Steven Spielberg vuelve a hacerlo y dirige una película de aventuras al 100%. Retoma el espíritu de la original “En busca del arca perdida” y del Arca de la Alianza pasa a buscar el Santo Grial codiciado por los nazis de nuevo. Atrás quedan las aventuras de la segunda película para rescatar a unos niños robados de sus familias y tres piedras sagradas en un templo maldito en el que practican torturas y ritos mortales.

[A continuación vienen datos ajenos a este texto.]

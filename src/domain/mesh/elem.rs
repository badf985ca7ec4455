use super::cell::Cell;
#[cfg(feature = "json_export")]
use json::{object, JsonValue};
use smallvec::SmallVec;
use std::fmt;

/// The expected number of B-splines whose support covers a single `Elem`. Determines the stack allocation size of the tag list
pub const EXPECTED_BSPLINES_PER_ELEM: usize = 16;

/// Refinement level of a solid `Elem` and its (1-based) id within that level
#[derive(Clone, Copy, Debug, PartialEq, Eq)]
pub struct LevelId {
    pub level: usize,
    pub id: usize,
}

/// `Elem`s are the entries of a frozen Mesh
///
/// Each `Elem` wraps the [Cell] produced by refinement and keeps track of:
/// * Its sequence number (position in the Mesh)
/// * Its refinement level and id within that level (solid `Elem`s only)
/// * The neighboring `Elem` across each face (if any)
/// * The B-splines whose support covers it
#[derive(Debug, Clone)]
pub struct Elem {
    pub num: usize,
    pub cell: Cell,
    pub level_id: Option<LevelId>,
    pub(crate) neighbors: SmallVec<[Option<usize>; 4]>,
    pub(crate) bsplines: SmallVec<[usize; EXPECTED_BSPLINES_PER_ELEM]>,
}

impl Elem {
    pub(crate) fn new(
        num: usize,
        cell: Cell,
        level_id: Option<LevelId>,
        neighbors: SmallVec<[Option<usize>; 4]>,
    ) -> Self {
        assert_eq!(
            neighbors.len(),
            cell.face_count(),
            "Elem {} needs one neighbor slot per face!",
            num
        );

        Self {
            num,
            cell,
            level_id,
            neighbors,
            bsplines: SmallVec::new(),
        }
    }

    /// Id of the neighboring `Elem` across `face`
    pub fn neighbor(&self, face: usize) -> Option<usize> {
        self.neighbors[face]
    }

    pub fn neighbors(&self) -> &[Option<usize>] {
        &self.neighbors
    }

    pub fn neighbor_count(&self) -> usize {
        self.neighbors.iter().flatten().count()
    }

    /// Indices of the B-splines whose support covers this `Elem`
    pub fn bsplines(&self) -> &[usize] {
        &self.bsplines
    }

    // returns false if the B-spline was already present
    pub(crate) fn add_bspline(&mut self, bspline: usize) -> bool {
        if self.bsplines.contains(&bspline) {
            false
        } else {
            self.bsplines.push(bspline);
            true
        }
    }

    pub(crate) fn clear_bsplines(&mut self) {
        self.bsplines.clear();
    }

    pub fn non_empty(&self) -> bool {
        self.cell.non_empty()
    }

    /// Produce a Json Object that describes this Elem
    #[cfg(feature = "json_export")]
    pub fn to_json(&self) -> JsonValue {
        object! {
            "num": self.num,
            "bounds": self.cell.bounds().to_vec(),
            "level": self.level_id.map(|lid| lid.level),
            "id": self.level_id.map(|lid| lid.id),
            "neighbors": self.neighbors.to_vec(),
            "bsplines": self.bsplines.to_vec(),
        }
    }
}

impl fmt::Display for Elem {
    fn fmt(&self, f: &mut fmt::Formatter) -> fmt::Result {
        write!(f, "Elem {} [{}]", self.num, self.cell)?;
        if let Some(LevelId { level, id }) = self.level_id {
            write!(f, " (level {}, id {})", level, id)?;
        }
        Ok(())
    }
}

#[cfg(test)]
mod tests {
    use super::*;
    use smallvec::smallvec;

    #[test]
    fn bspline_tags_are_duplicate_safe() {
        let mut elem = Elem::new(0, Cell::new_2d(0, 1, 0, 1), None, smallvec![None; 4]);

        assert!(elem.add_bspline(3));
        assert!(elem.add_bspline(1));
        assert!(!elem.add_bspline(3));
        assert_eq!(elem.bsplines(), &[3, 1]);

        elem.clear_bsplines();
        assert!(elem.bsplines().is_empty());
    }

    #[test]
    fn neighbor_slots() {
        let elem = Elem::new(
            2,
            Cell::new_2d(0, 1, 0, 1),
            Some(LevelId { level: 1, id: 1 }),
            smallvec![None, Some(4), Some(0), None],
        );

        assert_eq!(elem.neighbor_count(), 2);
        assert_eq!(elem.neighbor(1), Some(4));
        assert_eq!(elem.to_string(), "Elem 2 [0 1 0 1] (level 1, id 1)");
    }

    #[test]
    #[should_panic]
    fn missing_neighbor_slots() {
        Elem::new(0, Cell::new_2d(0, 1, 0, 1), None, smallvec![None; 2]);
    }
}
#[cfg(test)]
mod tests {
    use super::super::mesh::Mesh;
    use super::*;

    fn band_of_five() -> FrozenMesh {
        let root = Cell::new_2d(0, 5, 0, 1);
        let cells = (0..5).map(|x| Cell::new_2d(x, x + 1, 0, 1)).collect();
        Mesh::from_cells(root, cells).freeze()
    }

    // unedged version of the quadratic refinement sequence
    fn graded_quadratic(size: Coord, depth: usize) -> FrozenMesh {
        let root = Cell::new_2d(0, size, 0, size);
        let mut mesh = Mesh::new(root.clone());
        mesh.split_all_elements_into_4();
        mesh.split_all_elements_into_4();

        let mut outer = root;
        let mut edge_offset = size / 4;
        for _ in 1..depth {
            let inner = outer.shrunk(edge_offset);
            mesh.split_all_into_4(&inner);
            edge_offset /= 2;
            outer = inner;
        }
        mesh.freeze()
    }

    fn graded_rectangular(size: Coord, depth: usize) -> FrozenMesh {
        let mut mesh = Mesh::new(Cell::new_2d(0, 3 * size / 2, 0, size));
        mesh.split_all_elements_into_6();
        mesh.split_all_elements_into_4();

        let mut outer = mesh.root().clone();
        let mut edge_offset = size / 4;
        for _ in 1..depth {
            let inner = outer.shrunk(edge_offset);
            mesh.split_all_into_4(&inner);
            edge_offset /= 2;
            outer = inner;
        }
        mesh.remove_not_contained_in(&Cell::new_2d(size / 2, size, 0, size));
        mesh.freeze()
    }

    fn area(cell: &Cell) -> Coord {
        cell.size(X_DIM) * cell.size(Y_DIM)
    }

    fn assert_valid_decomposition(tree: &EliminationTree, mesh: &FrozenMesh) {
        for (i, node) in tree.nodes().iter().enumerate() {
            assert_eq!(node.id, i);

            if node.is_leaf() {
                assert_eq!(mesh.count_elems_within(&node.cell), 1, "leaf {}", node.id);
            } else {
                let children: Vec<&Cell> = node
                    .children()
                    .iter()
                    .map(|child| &tree.node(*child).cell)
                    .collect();

                assert_eq!(children.len(), 2);
                assert!(children.iter().all(|child| child.contained_in(&node.cell)));
                assert!(!children[0].overlaps(children[1]));
                assert_eq!(children.iter().map(|child| area(child)).sum::<Coord>(), area(&node.cell));
                assert!(node.children().iter().all(|child| *child > node.id));
            }
        }
    }

    #[test]
    fn odd_band_split() {
        let mesh = band_of_five();
        let mut tree = EliminationTree::new();
        let root = tree.add_node(mesh.root().clone(), None);
        tree.process_band(&mesh, X_DIM, root, false);

        let first = &tree.node(1).cell;
        let second = &tree.node(2).cell;
        assert_eq!(first, &Cell::new_2d(0, 2, 0, 1));
        assert_eq!(second, &Cell::new_2d(2, 5, 0, 1));
        assert_eq!(mesh.count_elems_within(first), 2);
        assert_eq!(mesh.count_elems_within(second), 3);

        assert_eq!(tree.len(), 9);
        assert_eq!(tree.leaves().count(), 5);
        assert_valid_decomposition(&tree, &mesh);
    }

    #[test]
    fn mixed_band_splits_between_elems() {
        let root = Cell::new_2d(0, 4, 0, 8);
        let cells = vec![
            Cell::new_2d(0, 4, 0, 4),
            Cell::new_2d(0, 4, 4, 6),
            Cell::new_2d(0, 4, 6, 8),
        ];
        let mesh = Mesh::from_cells(root, cells).freeze();

        let mut tree = EliminationTree::new();
        let root = tree.add_node(mesh.root().clone(), None);
        tree.process_band(&mesh, Y_DIM, root, false);

        assert_eq!(tree.node(1).cell, Cell::new_2d(0, 4, 0, 4));
        assert_eq!(tree.node(2).cell, Cell::new_2d(0, 4, 4, 8));
        assert_eq!(tree.leaves().count(), 3);
        assert_valid_decomposition(&tree, &mesh);
    }

    #[test]
    fn band_falls_back_to_the_other_dim() {
        let root = Cell::new_2d(0, 4, 0, 2);
        let cells = vec![Cell::new_2d(0, 2, 0, 2), Cell::new_2d(2, 4, 0, 2)];
        let mesh = Mesh::from_cells(root, cells).freeze();

        let mut tree = EliminationTree::new();
        let root = tree.add_node(mesh.root().clone(), None);
        tree.process_band(&mesh, Y_DIM, root, false);

        assert_eq!(tree.len(), 3);
        assert_eq!(tree.node(1).cell, Cell::new_2d(0, 2, 0, 2));
        assert_valid_decomposition(&tree, &mesh);
    }

    #[test]
    fn postorder_and_schedule() {
        let mesh = band_of_five();
        let mut tree = EliminationTree::new();
        let root = tree.add_node(mesh.root().clone(), None);
        tree.process_band(&mesh, X_DIM, root, false);

        assert_eq!(tree.postorder(), vec![3, 4, 1, 5, 7, 8, 6, 2, 0]);

        let supports = [
            Cell::new_2d(0, 1, 0, 1),
            Cell::new_2d(0, 5, 0, 1),
            Cell::new_2d(1, 3, 0, 1),
            Cell::new_2d(3, 5, 0, 1),
        ];
        assert_eq!(
            tree.bspline_schedule(&supports),
            vec![(3, 0), (6, 3), (0, 1), (0, 2)]
        );
    }

    #[test]
    fn quadratic_tree() {
        let mesh = graded_quadratic(32, 3);
        assert_eq!(mesh.count_non_empty(), 40);

        let tree = EliminationTree::for_quadratic(&mesh, 3);

        assert_eq!(tree.roots().count(), 1);
        // the left band of 4 Elems takes ids 1 to 7 before the remainder is created
        assert_eq!(tree.node(0).children(), &[1, 8]);
        assert_eq!(tree.node(8).children(), &[9, 10]);
        assert_eq!(tree.leaves().count(), 40);
        assert_eq!(tree.cut_off_cells().len(), 8);
        assert_eq!(tree.cut_off_cells()[0], Cell::new_2d(0, 8, 0, 32));
        assert_eq!(tree.cut_off_cells()[4], Cell::new_2d(8, 12, 8, 24));
        assert_valid_decomposition(&tree, &mesh);
    }

    #[test]
    fn single_level_quadratic_tree() {
        let mesh = graded_quadratic(8, 1);
        let tree = EliminationTree::for_quadratic(&mesh, 1);

        assert!(tree.cut_off_cells().is_empty());
        assert_eq!(tree.leaves().count(), 16);
        assert_eq!(tree.len(), 31);
        assert_valid_decomposition(&tree, &mesh);
    }

    #[test]
    fn rectangular_tree() {
        for (size, depth, elems) in [(16, 2, 20), (32, 3, 44)] {
            let mesh = graded_rectangular(size, depth);
            assert_eq!(mesh.count_non_empty(), elems);

            let tree = EliminationTree::for_rectangular(&mesh);

            assert_eq!(tree.roots().count(), 1);
            assert_eq!(tree.node(0).cell, Cell::new_2d(size / 2, size, 0, size));
            assert_eq!(tree.leaves().count(), elems);
            assert_valid_decomposition(&tree, &mesh);
        }
    }
}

Harrison Ford retoma el papel protagonista y aunque aparece en una escena River Phoenix, quizá en un intento de preparar al público para posteriores películas del héroe, cuando Ford ya no pudiese hacer el personaje, la muerte de Phoenix dio al traste con la idea. Uno de los mayores aciertos es el de incluir a Sean Connery como padre de Indiana y la química entre los dos y su relación paterno-filial, de admiración y rivalidad, funciona a la perfección.

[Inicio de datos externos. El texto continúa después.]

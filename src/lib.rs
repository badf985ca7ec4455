//! Graded rectangular meshes around point singularities.
//!
//! A [Domain] is built from a [MeshConfig] in four steps:
//! * the root box is refined towards its center ([domain::mesh::refinement])
//! * the Mesh is frozen, resolving the neighbors of every Cell ([domain::mesh::adjacency])
//! * one B-spline is computed per Elem, regular or gnomon ([domain::bspline])
//! * an elimination tree is built over the solid Elems ([domain::tree])
//!
//! The result can be printed in several line-oriented formats ([domain::views]) or exported to JSON.

/// Mesh, B-spline and output configuration
pub mod config;
/// The Domain pipeline and its components
pub mod domain;

pub use config::{ConfigError, MeshConfig, MeshShape, MeshType, OutputView};
pub use domain::{
    bspline::{BsplineChoice, GnomonBspline, TensorBspline},
    mesh::{cell::Cell, elem::Elem, FrozenMesh, Mesh},
    tree::{EliminationTree, TreeNode},
    Domain, DomainError,
};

Después de esta vendría “Indiana Jones y el reino de la calavera de cristal”, otro pinchazo en la saga. Esperemos que la quinta película a estrenar en Junio del año próximo esté a la altura, ya que parece que las películas pares de la saga son las malas y la primera y la tercera, confiemos en que la quinta sea otra vez buena, con aventuras musicadas por John Williams, aunque sin Spielberg y con James Mangold en la dirección. Crucemos los dedos.